Ruth scowled. "I tore it up. But that one wasn't important, it's the one Mum found that's important. She'll use it to try and overturn Granny's will."
"Then I think you should find yourself a solicitor," said Sarah firmly, drawing her legs together under her chair preparatory to getting up. "I was your grandmother's doctor, that's all. I can't get involved between you and your mother, Ruth, and I'm quite sure Mathilda wouldn't have wanted me to."
"But she would," the girl cried. "She said in her letter that if anything happened to her I was to talk to you. She said you would know what to do for the best."
"Surely not? Your grandmother didn't confide in me. All I know about your family is what you've told me today."
A thin hand reached out and gripped hers. It was icy cold. "The letter was from Granny's uncle, Gerald Cavendish, to his solicitor. It was a will, saying he wanted everything he had to go to his daughter."

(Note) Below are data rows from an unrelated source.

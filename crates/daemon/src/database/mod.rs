mod blob_queries;
mod sqlite;
mod store;
mod types;

use std::ops::Deref;

use sqlx::SqlitePool;

pub use blob_queries::BlobTicket;

#[derive(Clone, Debug)]
pub struct Database(SqlitePool);

impl Database {
    pub async fn connect(database_url: &url::Url) -> Result<Self, DatabaseSetupError> {
        if database_url.scheme() == "sqlite" {
            let db = sqlite::connect_sqlite(database_url).await?;
            sqlite::migrate_sqlite(&db).await?;
            return Ok(Database::new(db));
        }

        Err(DatabaseSetupError::UnknownDbType(
            database_url.scheme().to_string(),
        ))
    }

    /// A fresh, migrated in-memory database.
    pub async fn in_memory() -> Result<Self, DatabaseSetupError> {
        let url = url::Url::parse("sqlite::memory:").expect("hardcoded URL must parse");
        Self::connect(&url).await
    }

    pub fn new(pool: SqlitePool) -> Self {
        Self(pool)
    }

    /// Cheap round trip used by the readiness probe.
    pub async fn ping(&self) -> Result<(), sqlx::Error> {
        sqlx::query("SELECT 1").execute(&self.0).await?;
        Ok(())
    }
}

impl Deref for Database {
    type Target = SqlitePool;

    fn deref(&self) -> &Self::Target {
        &self.0
    }
}

#[derive(Debug, thiserror::Error)]
pub enum DatabaseSetupError {
    #[error("error occurred while attempting database migration: {0}")]
    MigrationFailed(sqlx::migrate::MigrateError),

    #[error("unable to perform initial connection and check of the database: {0}")]
    Unavailable(sqlx::Error),

    #[error("requested database type was not recognized: {0}")]
    UnknownDbType(String),
}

Sarah could feel the hand on hers trembling, but whether from cold or nerves she didn't know. "Go on," she prompted.
"This house and all the money was his. He was the elder brother."
Sarah frowned again. "So what are you saying? That Mathilda never had any rights to it? Well, I'm sorry, Ruth, but this is way beyond me. You really must find a solicitor and talk it through with him. I haven't a clue what your legal position is, truly I haven't." Her subconscious caught up with her. "Still, it's very odd, isn't it? If his daughter was his heir, shouldn't she have inherited automatically?"
"No one knew she was his daughter," said Ruth bleakly, "except Granny, and she told everyone James Gillespie was the father. It's my mother, Dr. Blakeney. Granny was being fucked by her uncle. It's really sick, isn't it?"